The Read Filtering tool requires four arguments, ‘-t’, ‘-u’, ‘-c’ and at least one of the three filtering criteria arguments ‘-C’, ‘-P’, or ‘-N’. This means that scraps files are required in addition to subreads files. The ‘-t’, ‘-u’, and ‘-c’ arguments have been explained previously in this implementation section. The ‘-C’ argument tells the Read Filtering tool to filter by minimum CLR length. The ‘-P’ argument tells the Read Filtering tool to filter by the number of complete passes of the DNA template. The ‘-N’ argument tells the Read Filtering tool to filter by normal scraps adapters. When using the ‘-C’ argument, the ‘-Z’ argument is also required, which sets the minimum CLR length for filtering. Keep in mind when running the CLR length filter the calculated CLR length will include all subreads and scraps data provided including scraps reads with fewer than one complete pass of the DNA molecule by the polymerase and scraps that do not pass the normal adapter scraps filter. This remains true when all three filters are run simultaneously. If the user wishes for CLR length to be calculated for the purpose of applying a minimum length threshold to include scraps reads, but to exclude these less desirable scraps reads, they must run the filters for number of complete passes of the DNA molecule and normal adapter scraps reads first and then run the filter for minimum CLR length using BAM files generated by the Read Filtering tool in the first run.

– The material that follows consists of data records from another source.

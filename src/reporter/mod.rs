//! Reporter module for output formatting

pub mod console;
pub mod json;

pub use console::ConsoleReporter;
pub use json::JsonReporter;
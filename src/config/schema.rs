//! Config schema and deserialization

use crate::engine::{ControlFamily, FamilyRegistry, MaturityBand, MaturityThresholds, ScoringTables};
use crate::EnhancementTier;
use serde::Deserialize;
use std::collections::BTreeMap;

/// Per-band narrative overrides; unset bands keep the defaults
#[derive(Debug, Clone, Deserialize, Default)]
#[serde(rename_all = "camelCase")]
pub struct NarrativeOverride {
    #[serde(default)]
    pub foundational: Option<Vec<String>>,
    #[serde(default)]
    pub optimizing: Option<Vec<String>>,
    #[serde(default)]
    pub improving: Option<Vec<String>>,
    #[serde(default)]
    pub leading: Option<Vec<String>>,
}

impl NarrativeOverride {
    fn merge_from(&mut self, base: NarrativeOverride) {
        if self.foundational.is_none() {
            self.foundational = base.foundational;
        }
        if self.optimizing.is_none() {
            self.optimizing = base.optimizing;
        }
        if self.improving.is_none() {
            self.improving = base.improving;
        }
        if self.leading.is_none() {
            self.leading = base.leading;
        }
    }
}

/// Root config structure for .auditpilotrc.json
#[derive(Debug, Clone, Deserialize, Default)]
#[serde(rename_all = "camelCase")]
pub struct Config {
    /// Extend another config file (path relative to this config)
    #[serde(default)]
    pub extends: Option<String>,

    /// Minimum overall score (exit 1 if below). Default: none
    #[serde(default)]
    pub threshold: Option<f64>,

    /// Glob patterns for evidence files to exclude from directory scans
    #[serde(default)]
    pub ignore: Vec<String>,

    /// File name suffixes treated as evidence in directory scans
    #[serde(default)]
    pub evidence_patterns: Vec<String>,

    /// Replacement family registry (replaces the whole default registry)
    #[serde(default)]
    pub families: Option<Vec<ControlFamily>>,

    /// Per-tier multiplier overrides
    #[serde(default)]
    pub multipliers: BTreeMap<EnhancementTier, f64>,

    /// Replacement maturity bands, matched in order
    #[serde(default)]
    pub maturity_levels: Option<Vec<MaturityBand>>,

    /// Per-band recommendation narrative overrides
    #[serde(default)]
    pub recommendations: NarrativeOverride,
}

impl Config {
    /// Merge CLI overrides into config. CLI values take precedence.
    pub fn merge_with_cli(mut self, cli_threshold: Option<f64>) -> Self {
        if cli_threshold.is_some() {
            self.threshold = cli_threshold;
        }
        self
    }

    /// Merge another config into this one (for extends)
    pub fn merge_from(&mut self, base: Config) {
        // Base values are overridden by this config's values
        if self.threshold.is_none() {
            self.threshold = base.threshold;
        }
        if self.extends.is_none() {
            self.extends = base.extends;
        }

        let mut all_ignores = base.ignore;
        all_ignores.append(&mut self.ignore);
        self.ignore = all_ignores;

        if self.evidence_patterns.is_empty() {
            self.evidence_patterns = base.evidence_patterns;
        }
        if self.families.is_none() {
            self.families = base.families;
        }
        for (tier, multiplier) in base.multipliers {
            self.multipliers.entry(tier).or_insert(multiplier);
        }
        if self.maturity_levels.is_none() {
            self.maturity_levels = base.maturity_levels;
        }
        self.recommendations.merge_from(base.recommendations);
    }

    /// Get evidence file name patterns
    pub fn get_evidence_patterns(&self) -> Vec<&str> {
        if self.evidence_patterns.is_empty() {
            vec![".json"]
        } else {
            self.evidence_patterns.iter().map(|s| s.as_str()).collect()
        }
    }

    /// Build the scoring tables: defaults with this config's overrides applied.
    /// The result is not validated here.
    pub fn scoring_tables(&self) -> ScoringTables {
        let mut tables = ScoringTables::default();

        if let Some(ref families) = self.families {
            tables.families = FamilyRegistry::new(families.clone());
        }
        for (tier, multiplier) in &self.multipliers {
            tables.multipliers.set(*tier, *multiplier);
        }
        if let Some(ref bands) = self.maturity_levels {
            tables.maturity = MaturityThresholds::new(bands.clone());
        }

        let overrides = &self.recommendations;
        let narrative = &mut tables.narrative;
        if let Some(ref block) = overrides.foundational {
            narrative.foundational = block.clone();
        }
        if let Some(ref block) = overrides.optimizing {
            narrative.optimizing = block.clone();
        }
        if let Some(ref block) = overrides.improving {
            narrative.improving = block.clone();
        }
        if let Some(ref block) = overrides.leading {
            narrative.leading = block.clone();
        }

        tables
    }
}
//! Recommendation generation from family and overall scores

use super::tables::{FamilyRegistry, RecommendationNarrative, ScoreBand};
use crate::FamilyScoreMap;

/// Families scoring below this are listed as priority focus areas
pub const LOW_SCORE_THRESHOLD: f64 = 60.0;

pub const PRIORITY_HEADER: &str = "Priority focus areas identified:";

/// Build the ordered recommendation list.
///
/// Low-scoring families come first, worst first, followed by the narrative
/// block for the overall-score band. Families missing from the registry are
/// not listed.
pub fn generate(
    registry: &FamilyRegistry,
    narrative: &RecommendationNarrative,
    family_scores: &FamilyScoreMap,
    overall_score: f64,
) -> Vec<String> {
    let mut recs = Vec::new();

    let mut low_scoring: Vec<(&str, &str, f64)> = family_scores
        .iter()
        .filter(|(_, score)| **score < LOW_SCORE_THRESHOLD)
        .filter_map(|(id, score)| {
            registry
                .get(id)
                .map(|family| (id.as_str(), family.name.as_str(), *score))
        })
        .collect();

    if !low_scoring.is_empty() {
        // Stable sort: ties keep evidence order
        low_scoring.sort_by(|a, b| a.2.total_cmp(&b.2));

        recs.push(PRIORITY_HEADER.to_string());
        for (id, name, score) in low_scoring {
            recs.push(format!(
                "- {} ({}): {:.1}% - Requires immediate attention",
                name, id, score
            ));
        }
    }

    let band = ScoreBand::from_score(overall_score);
    recs.extend(narrative.for_band(band).iter().cloned());

    recs
}
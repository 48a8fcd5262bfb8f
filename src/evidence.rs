//! Evidence loading: structural validation at the engine boundary

use crate::{EvidenceByFamily, Error, Result};
use std::fs;
use std::io::Read;
use std::path::Path;

/// Path value that means "read evidence from stdin"
pub const STDIN_PATH: &str = "-";

/// Parse an evidence document: a JSON object mapping family ids to lists of
/// `{ "base_score": number, "enhancement": string }` records.
///
/// Shape violations are reported as bad input; they are never defaulted.
pub fn parse_evidence(content: &str) -> Result<EvidenceByFamily> {
    let value: serde_json::Value =
        serde_json::from_str(content).map_err(|e| Error::malformed(e.to_string()))?;
    evidence_from_value(value)
}

/// Convert an already-decoded JSON value into evidence
pub fn evidence_from_value(value: serde_json::Value) -> Result<EvidenceByFamily> {
    match &value {
        serde_json::Value::Object(map) if map.is_empty() => return Err(Error::EmptyAssessment),
        serde_json::Value::Object(_) => {}
        serde_json::Value::Null => return Err(Error::EmptyAssessment),
        other => {
            return Err(Error::malformed(format!(
                "expected an object of control families, got {}",
                json_kind(other)
            )))
        }
    }

    serde_json::from_value(value).map_err(|e| Error::malformed(e.to_string()))
}

/// Read and parse an evidence file, or stdin for `-`
pub fn load_evidence(path: &Path) -> Result<EvidenceByFamily> {
    let content = if path.as_os_str() == STDIN_PATH {
        let mut buf = String::new();
        std::io::stdin().read_to_string(&mut buf)?;
        buf
    } else {
        fs::read_to_string(path)?
    };
    parse_evidence(&content)
}

fn json_kind(value: &serde_json::Value) -> &'static str {
    match value {
        serde_json::Value::Null => "null",
        serde_json::Value::Bool(_) => "a boolean",
        serde_json::Value::Number(_) => "a number",
        serde_json::Value::String(_) => "a string",
        serde_json::Value::Array(_) => "an array",
        serde_json::Value::Object(_) => "an object",
    }
}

Here is an example of running the Read Filtering tool of SequelTools, in its simplest construction, using all three possible filtering criteria and using 1000 base pairs as the minimum CLR length:

bash SequelTools.sh -t F -u smallSubs.txt -c smallScraps.txt -C -P -N -Z 1000

As with SequelTools’ other tools, the ‘-n’ argument can be used to set the number of threads Samtools uses when converting between BAM and SAM format. Also, as with the Read Subsampling tool the ‘-f’ argument can be used to set the output format as BAM, SAM, or both.

3 Results/Discussion

3.1 The Quality Control Tool

It is of great importance that a determination of the quality of sequence data be made before said sequence is used for any downstream analysis. Programs like fastQC (Andrews et al., 2012) are widely used for short reads, but do not provide all the necessary metrics necessary for quality control of long read sequences like those created by the PacBio Sequel system. While a quality control tool for Oxford Nanopore Technologies’ MinION seqence is available (Lanfear et al., 2019), there is no such tool available for the newest sequencing technology from PacBio, PacBio Sequel. Due to improvements in data formats and the technology itself, previous base quality programs for PacBio RSII (Desvillechabrol et al., 2018; mhsieh, 2019) data are no longer valid for assessing the quality of PacBio Sequel data. Currently, the only program that provides quality assessment for PacBio Sequel raw sequence data is the instrumentation software itself, SMRT Link, a linux-only, computationally intensive webtool where the user must upload their data files one at a time. Furthermore, SMRT Link can only be installed by root users, requiring the installation of 23 external programs to run, and generates non-downloadable plots after setting up a web server (Biosciences, 2019c). In fact, the difficulty of using SMRT Link for high-throughput data was the motivation for writing SequelTools. Even for users who have the specialized skills required to install and run SMRT Link, running the QC tool via SequelTools would be much faster and simpler, free, platform independent, and would produce publication-quality plots.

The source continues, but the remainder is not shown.